Dataset entries:
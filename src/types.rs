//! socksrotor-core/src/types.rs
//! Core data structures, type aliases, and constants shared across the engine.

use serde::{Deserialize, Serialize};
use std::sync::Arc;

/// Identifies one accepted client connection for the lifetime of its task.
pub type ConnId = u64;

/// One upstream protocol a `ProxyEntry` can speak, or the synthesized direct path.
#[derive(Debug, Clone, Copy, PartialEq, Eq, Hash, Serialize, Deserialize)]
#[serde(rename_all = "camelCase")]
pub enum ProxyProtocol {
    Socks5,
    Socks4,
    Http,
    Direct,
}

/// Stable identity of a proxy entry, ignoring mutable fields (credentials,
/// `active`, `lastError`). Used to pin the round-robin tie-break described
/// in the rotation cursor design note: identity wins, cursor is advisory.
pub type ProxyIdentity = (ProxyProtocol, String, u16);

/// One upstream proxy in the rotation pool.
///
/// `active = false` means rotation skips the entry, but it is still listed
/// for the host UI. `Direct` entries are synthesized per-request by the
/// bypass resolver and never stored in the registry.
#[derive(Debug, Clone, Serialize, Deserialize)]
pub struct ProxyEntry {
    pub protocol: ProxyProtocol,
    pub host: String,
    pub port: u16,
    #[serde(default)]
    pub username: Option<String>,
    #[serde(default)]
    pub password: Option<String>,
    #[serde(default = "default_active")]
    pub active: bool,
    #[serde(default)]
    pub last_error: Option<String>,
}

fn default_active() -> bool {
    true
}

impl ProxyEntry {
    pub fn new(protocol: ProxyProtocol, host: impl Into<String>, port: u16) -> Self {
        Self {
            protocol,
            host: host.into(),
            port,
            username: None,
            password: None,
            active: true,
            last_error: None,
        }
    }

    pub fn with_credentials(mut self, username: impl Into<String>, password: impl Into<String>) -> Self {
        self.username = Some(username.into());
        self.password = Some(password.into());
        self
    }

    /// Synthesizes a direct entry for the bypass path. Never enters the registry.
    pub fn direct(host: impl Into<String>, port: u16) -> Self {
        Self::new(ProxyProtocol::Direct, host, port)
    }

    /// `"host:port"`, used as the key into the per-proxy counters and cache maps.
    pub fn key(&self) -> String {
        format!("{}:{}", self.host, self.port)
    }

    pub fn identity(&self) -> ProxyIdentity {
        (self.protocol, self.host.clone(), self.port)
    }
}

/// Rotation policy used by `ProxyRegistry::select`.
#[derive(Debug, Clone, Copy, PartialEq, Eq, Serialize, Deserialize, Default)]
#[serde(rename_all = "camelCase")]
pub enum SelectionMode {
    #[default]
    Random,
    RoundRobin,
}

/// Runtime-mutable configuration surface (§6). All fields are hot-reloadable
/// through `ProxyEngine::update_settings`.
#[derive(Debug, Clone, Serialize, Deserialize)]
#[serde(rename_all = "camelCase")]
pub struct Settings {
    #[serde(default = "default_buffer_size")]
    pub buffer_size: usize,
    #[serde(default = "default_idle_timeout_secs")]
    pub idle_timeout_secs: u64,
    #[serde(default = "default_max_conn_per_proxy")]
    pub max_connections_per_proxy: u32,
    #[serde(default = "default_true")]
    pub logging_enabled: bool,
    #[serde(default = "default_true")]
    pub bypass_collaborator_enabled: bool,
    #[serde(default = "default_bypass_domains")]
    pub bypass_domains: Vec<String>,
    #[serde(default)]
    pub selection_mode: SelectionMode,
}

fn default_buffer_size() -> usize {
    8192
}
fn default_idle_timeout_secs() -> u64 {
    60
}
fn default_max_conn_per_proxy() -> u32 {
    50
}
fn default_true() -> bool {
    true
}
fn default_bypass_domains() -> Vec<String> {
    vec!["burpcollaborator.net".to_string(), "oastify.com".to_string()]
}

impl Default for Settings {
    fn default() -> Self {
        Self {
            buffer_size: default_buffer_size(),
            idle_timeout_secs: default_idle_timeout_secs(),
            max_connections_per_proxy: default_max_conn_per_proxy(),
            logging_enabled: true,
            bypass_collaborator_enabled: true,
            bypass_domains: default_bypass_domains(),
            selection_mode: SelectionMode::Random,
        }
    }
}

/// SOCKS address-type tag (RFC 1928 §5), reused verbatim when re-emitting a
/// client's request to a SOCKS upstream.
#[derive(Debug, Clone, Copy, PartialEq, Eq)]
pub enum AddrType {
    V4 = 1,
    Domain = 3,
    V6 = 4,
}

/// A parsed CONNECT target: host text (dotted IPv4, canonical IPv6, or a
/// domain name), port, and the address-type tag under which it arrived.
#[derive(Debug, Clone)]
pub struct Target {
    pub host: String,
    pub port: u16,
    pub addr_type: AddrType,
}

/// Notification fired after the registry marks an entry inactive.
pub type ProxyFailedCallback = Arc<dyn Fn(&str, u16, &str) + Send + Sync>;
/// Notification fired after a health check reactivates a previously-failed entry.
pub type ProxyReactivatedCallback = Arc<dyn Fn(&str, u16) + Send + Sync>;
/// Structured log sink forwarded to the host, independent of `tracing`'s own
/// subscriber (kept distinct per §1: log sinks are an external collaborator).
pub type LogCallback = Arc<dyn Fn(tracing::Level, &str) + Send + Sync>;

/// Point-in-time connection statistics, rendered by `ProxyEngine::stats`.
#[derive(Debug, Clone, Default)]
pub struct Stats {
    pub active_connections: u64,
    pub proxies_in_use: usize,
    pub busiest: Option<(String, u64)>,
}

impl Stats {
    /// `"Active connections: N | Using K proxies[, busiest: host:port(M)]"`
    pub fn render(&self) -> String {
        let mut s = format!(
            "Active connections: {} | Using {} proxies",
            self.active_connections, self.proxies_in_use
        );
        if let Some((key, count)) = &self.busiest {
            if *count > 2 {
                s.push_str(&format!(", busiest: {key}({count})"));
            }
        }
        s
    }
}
--
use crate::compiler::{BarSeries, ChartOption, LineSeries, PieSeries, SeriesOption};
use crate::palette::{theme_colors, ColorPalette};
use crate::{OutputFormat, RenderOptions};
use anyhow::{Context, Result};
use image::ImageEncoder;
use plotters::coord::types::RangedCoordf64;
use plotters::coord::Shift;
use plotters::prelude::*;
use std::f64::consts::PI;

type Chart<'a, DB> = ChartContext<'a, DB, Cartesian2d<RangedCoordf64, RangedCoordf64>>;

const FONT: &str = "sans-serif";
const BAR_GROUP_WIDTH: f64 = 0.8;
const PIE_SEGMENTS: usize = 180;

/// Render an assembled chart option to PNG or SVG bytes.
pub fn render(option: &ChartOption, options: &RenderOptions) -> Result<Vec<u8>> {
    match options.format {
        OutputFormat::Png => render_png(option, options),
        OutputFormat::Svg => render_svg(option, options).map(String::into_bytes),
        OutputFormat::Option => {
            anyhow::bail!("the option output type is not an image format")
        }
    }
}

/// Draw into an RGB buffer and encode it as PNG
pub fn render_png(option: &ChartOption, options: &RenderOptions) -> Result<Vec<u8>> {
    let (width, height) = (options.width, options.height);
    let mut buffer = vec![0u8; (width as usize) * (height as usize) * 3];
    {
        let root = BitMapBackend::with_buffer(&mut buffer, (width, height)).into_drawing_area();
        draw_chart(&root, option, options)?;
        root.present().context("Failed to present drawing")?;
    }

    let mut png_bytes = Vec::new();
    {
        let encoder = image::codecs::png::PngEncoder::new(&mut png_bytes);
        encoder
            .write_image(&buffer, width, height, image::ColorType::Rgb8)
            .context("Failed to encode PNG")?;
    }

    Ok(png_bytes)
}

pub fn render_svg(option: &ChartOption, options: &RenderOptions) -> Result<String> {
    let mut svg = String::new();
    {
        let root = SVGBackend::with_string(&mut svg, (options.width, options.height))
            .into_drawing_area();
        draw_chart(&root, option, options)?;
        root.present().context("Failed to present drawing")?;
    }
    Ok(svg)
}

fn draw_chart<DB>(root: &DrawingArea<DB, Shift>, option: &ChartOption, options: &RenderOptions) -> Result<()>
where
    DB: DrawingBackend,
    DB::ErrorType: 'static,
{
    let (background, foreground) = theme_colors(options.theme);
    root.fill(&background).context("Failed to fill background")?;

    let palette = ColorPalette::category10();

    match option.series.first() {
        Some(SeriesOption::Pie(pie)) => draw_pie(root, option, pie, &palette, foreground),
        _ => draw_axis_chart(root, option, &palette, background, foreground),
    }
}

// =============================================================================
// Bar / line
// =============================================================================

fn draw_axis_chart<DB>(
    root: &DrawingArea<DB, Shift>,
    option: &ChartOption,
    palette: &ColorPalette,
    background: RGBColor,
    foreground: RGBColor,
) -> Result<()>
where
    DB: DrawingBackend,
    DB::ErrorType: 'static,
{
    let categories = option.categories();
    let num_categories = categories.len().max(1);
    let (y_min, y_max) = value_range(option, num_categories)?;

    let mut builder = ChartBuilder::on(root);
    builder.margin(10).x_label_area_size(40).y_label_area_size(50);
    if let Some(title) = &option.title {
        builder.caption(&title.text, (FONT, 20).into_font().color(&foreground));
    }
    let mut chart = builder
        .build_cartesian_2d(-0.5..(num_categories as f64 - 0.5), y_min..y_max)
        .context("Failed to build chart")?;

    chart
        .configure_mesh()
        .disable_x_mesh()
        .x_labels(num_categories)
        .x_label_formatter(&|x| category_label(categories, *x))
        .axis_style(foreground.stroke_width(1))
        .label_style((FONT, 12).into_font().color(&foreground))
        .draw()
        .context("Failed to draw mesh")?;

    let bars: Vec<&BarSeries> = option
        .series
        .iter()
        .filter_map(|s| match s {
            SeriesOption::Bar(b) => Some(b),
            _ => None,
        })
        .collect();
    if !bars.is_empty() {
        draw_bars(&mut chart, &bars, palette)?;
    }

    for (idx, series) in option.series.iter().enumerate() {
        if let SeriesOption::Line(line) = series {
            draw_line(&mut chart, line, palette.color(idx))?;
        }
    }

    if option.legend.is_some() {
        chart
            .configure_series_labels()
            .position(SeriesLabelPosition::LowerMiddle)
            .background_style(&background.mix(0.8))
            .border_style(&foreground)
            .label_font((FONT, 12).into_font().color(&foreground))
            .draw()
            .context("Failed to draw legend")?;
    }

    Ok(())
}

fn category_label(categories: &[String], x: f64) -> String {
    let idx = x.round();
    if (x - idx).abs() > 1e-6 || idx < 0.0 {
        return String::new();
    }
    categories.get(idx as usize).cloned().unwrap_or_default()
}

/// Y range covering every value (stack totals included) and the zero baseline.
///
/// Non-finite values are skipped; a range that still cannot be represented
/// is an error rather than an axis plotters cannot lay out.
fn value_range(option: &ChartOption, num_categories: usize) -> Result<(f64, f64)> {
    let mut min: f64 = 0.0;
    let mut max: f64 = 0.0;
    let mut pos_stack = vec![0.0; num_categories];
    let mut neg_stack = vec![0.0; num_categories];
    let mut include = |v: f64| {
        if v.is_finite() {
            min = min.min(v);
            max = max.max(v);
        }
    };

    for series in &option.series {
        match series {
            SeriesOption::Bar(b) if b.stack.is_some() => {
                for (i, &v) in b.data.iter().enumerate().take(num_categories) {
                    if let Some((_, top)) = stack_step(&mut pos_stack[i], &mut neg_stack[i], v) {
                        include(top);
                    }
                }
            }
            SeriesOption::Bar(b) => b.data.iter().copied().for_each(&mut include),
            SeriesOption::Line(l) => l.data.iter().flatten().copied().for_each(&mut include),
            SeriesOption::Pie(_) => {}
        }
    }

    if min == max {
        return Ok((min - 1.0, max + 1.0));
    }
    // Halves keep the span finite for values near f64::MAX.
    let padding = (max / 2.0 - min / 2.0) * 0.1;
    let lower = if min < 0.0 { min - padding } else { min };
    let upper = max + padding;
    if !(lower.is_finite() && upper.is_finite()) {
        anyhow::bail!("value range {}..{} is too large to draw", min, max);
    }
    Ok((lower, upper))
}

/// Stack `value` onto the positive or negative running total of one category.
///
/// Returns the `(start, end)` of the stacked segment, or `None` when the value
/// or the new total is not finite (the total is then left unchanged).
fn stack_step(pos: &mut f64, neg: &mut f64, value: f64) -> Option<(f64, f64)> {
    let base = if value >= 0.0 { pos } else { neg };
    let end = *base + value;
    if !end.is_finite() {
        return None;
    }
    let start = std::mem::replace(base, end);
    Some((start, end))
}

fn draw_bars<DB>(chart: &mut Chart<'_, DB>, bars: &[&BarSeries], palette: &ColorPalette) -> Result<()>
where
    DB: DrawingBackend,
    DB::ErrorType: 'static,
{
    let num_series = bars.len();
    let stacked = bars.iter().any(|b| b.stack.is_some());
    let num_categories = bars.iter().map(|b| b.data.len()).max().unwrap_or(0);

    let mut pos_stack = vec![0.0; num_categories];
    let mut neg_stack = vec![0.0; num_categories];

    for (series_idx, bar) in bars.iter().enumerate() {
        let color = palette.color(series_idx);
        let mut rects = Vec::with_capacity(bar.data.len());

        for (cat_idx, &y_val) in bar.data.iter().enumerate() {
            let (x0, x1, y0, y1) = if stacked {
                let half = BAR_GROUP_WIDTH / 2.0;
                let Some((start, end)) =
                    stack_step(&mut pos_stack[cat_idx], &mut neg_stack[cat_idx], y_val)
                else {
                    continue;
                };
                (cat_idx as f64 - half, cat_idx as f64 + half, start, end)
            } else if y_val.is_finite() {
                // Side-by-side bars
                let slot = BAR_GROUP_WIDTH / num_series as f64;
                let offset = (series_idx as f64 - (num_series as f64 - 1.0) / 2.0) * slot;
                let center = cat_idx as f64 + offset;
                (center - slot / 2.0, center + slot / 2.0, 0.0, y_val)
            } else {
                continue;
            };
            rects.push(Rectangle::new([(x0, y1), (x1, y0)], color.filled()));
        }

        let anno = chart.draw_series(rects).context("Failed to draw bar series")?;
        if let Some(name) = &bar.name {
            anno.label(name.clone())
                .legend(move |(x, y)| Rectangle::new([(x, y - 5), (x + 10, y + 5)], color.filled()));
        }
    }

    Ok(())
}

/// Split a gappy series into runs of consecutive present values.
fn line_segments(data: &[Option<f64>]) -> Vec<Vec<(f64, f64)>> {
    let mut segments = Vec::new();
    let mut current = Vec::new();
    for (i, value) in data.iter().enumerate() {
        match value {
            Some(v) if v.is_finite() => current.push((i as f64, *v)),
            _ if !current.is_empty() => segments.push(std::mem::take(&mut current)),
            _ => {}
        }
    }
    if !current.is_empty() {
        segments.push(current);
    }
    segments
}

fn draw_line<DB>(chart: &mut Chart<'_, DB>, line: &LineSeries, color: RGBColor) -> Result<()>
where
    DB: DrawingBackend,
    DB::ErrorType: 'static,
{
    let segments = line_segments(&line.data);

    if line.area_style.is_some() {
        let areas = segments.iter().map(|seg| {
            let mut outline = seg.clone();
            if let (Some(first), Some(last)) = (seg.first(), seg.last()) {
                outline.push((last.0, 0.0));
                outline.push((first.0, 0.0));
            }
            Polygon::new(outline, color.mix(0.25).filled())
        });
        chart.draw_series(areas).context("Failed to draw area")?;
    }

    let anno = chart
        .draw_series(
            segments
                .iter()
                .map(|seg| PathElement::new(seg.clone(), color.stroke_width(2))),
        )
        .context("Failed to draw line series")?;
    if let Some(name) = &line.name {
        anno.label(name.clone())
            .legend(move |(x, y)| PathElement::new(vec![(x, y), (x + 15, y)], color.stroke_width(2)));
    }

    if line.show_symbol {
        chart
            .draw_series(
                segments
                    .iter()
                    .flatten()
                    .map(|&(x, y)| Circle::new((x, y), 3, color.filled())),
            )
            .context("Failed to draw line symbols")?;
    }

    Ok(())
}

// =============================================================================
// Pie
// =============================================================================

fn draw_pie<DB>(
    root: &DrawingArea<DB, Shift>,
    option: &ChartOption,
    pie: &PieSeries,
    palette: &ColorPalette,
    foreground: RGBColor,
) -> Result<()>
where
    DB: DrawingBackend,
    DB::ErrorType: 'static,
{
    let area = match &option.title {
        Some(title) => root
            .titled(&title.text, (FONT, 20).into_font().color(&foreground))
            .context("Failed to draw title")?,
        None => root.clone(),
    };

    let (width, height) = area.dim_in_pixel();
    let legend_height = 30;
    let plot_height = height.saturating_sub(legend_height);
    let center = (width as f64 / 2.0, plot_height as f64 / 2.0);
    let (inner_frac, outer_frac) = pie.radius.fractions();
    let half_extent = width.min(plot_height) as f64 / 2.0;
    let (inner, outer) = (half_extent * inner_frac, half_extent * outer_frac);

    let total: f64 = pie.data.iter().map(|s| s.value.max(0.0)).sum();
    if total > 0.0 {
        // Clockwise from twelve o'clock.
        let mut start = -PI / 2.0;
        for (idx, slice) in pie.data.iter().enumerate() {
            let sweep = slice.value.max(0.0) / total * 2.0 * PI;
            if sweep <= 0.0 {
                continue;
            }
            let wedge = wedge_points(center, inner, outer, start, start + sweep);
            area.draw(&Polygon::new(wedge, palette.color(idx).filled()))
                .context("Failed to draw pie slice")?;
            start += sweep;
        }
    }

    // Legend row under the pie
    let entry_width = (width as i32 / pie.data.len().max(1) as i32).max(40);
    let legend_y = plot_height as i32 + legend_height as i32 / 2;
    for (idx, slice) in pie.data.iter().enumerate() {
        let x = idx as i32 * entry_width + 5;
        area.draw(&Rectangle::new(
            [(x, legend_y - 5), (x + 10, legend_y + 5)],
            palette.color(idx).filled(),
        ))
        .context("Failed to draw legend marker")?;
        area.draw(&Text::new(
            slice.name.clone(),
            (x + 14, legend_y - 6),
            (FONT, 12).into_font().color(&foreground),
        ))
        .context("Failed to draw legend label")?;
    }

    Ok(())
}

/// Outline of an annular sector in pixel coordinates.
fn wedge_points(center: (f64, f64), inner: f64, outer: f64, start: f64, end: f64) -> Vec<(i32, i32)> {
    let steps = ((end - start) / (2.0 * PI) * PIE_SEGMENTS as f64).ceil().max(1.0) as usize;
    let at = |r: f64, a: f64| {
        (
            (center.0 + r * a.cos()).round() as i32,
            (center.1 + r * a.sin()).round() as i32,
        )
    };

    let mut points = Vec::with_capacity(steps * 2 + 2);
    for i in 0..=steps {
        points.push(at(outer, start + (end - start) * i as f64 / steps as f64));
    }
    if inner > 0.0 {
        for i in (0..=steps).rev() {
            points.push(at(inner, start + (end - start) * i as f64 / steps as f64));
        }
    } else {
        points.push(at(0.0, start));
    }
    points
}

• Task instructions
Return all lines in the data that include the word "username".

• Result of the exercise
    pub username: Option<String>,
            username: None,
    pub fn with_credentials(mut self, username: impl Into<String>, password: impl Into<String>) -> Self {
        self.username = Some(username.into());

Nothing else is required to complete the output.